Narasita. Com- PALU – Langkah hukum yang ditempuh Pasangan Calon (Paslon) Ahmad Ali-Abdul Karim Aljufri melalui Mahkamah Konstitusi (MK) dalam sengketa hasil Pilkada Sulawesi Tengah (Sulteng) dinilai sulit membuahkan hasil.
Gugatan paslon dengan sebutan BERAMAL ini mendalilkan adanya upaya sistematis untuk menghalangi masyarakat hadir di Tempat Pemungutan Suara (TPS) pada Pilkada 27 November 2024 lalu.

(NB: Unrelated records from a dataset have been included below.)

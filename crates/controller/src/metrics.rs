//! Prometheus metrics recorder and render endpoint.

use metrics_exporter_prometheus::{PrometheusBuilder, PrometheusHandle};

static METRICS_HANDLE: std::sync::OnceLock<PrometheusHandle> = std::sync::OnceLock::new();

/// Install the process-wide recorder once and hand back its render
/// handle; repeated calls return the same handle.
pub fn init_metrics_recorder() -> PrometheusHandle {
    METRICS_HANDLE
        .get_or_init(|| {
            PrometheusBuilder::new()
                .add_global_label("app_version", crate::version::VERSION)
                .install_recorder()
                .expect("metrics recorder already installed")
        })
        .clone()
}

Pengamat politik dari Universitas Tadulako, Asrifai, mengungkapkan bahwa dalil yang diajukan paslon tersebut lemah dan sulit untuk dibuktikan dalam persidangan MK.
Salah satu tantangan utama, kata dia, adalah membuktikan bahwa masyarakat yang diduga dihalangi untuk datang ke TPS benar-benar akan memilih pasangan Ahmad Ali-Abdul Karim.
“Paling berat adalah bagaimana membuktikan kalau pemilih yang tidak datang ke TPS itu akan memilih paslon yang menggugat,” ujar Asrifai saat diwawancarai, Rabu (22/1/2025).
Ia menambahkan bahwa kasus seperti ini sering muncul dalam sengketa hasil pemilu di berbagai daerah, tetapi hasil akhirnya hampir dapat diprediksi. Gugatan serupa kerap kali dianggap sebagai “dalil klasik” yang sulit menghasilkan keputusan yang menguntungkan pemohon.
Tuduhan yang dilayangkan Ahmad Ali, yang juga merupakan kader utama Partai NasDem, disebut mudah dipatahkan oleh pihak Komisi Pemilihan Umum (KPU) Provinsi Sulawesi Tengah. Tanpa adanya bukti konkret tentang dugaan pelanggaran terstruktur, sistematis, dan masif (TSM), gugatan tersebut diyakini tidak akan berujung pada kemenangan di MK.
“Harus dibuktikan seperti apa pelanggaran TSM-nya, karena termohon (KPU Provinsi) pasti mudah sekali mematahkan argumen pemohon,” tegas Asrifai.
Faktor lain yang memperkecil peluang Ahmad Ali untuk menang adalah selisih suara yang signifikan antara pasangan BERAMAL dan pasangan pemenang, Anwar Hafid-Reny Lamadjido. Kondisi ini membuat kemungkinan MK untuk mengabulkan gugatan semakin kecil.
Saat ini, sidang di MK masih berlangsung, namun banyak pihak memprediksi gugatan ini akan berakhir dengan penolakan. Hingga berita ini diturunkan, MK belum memberikan pernyataan resmi terkait gugatan tersebut.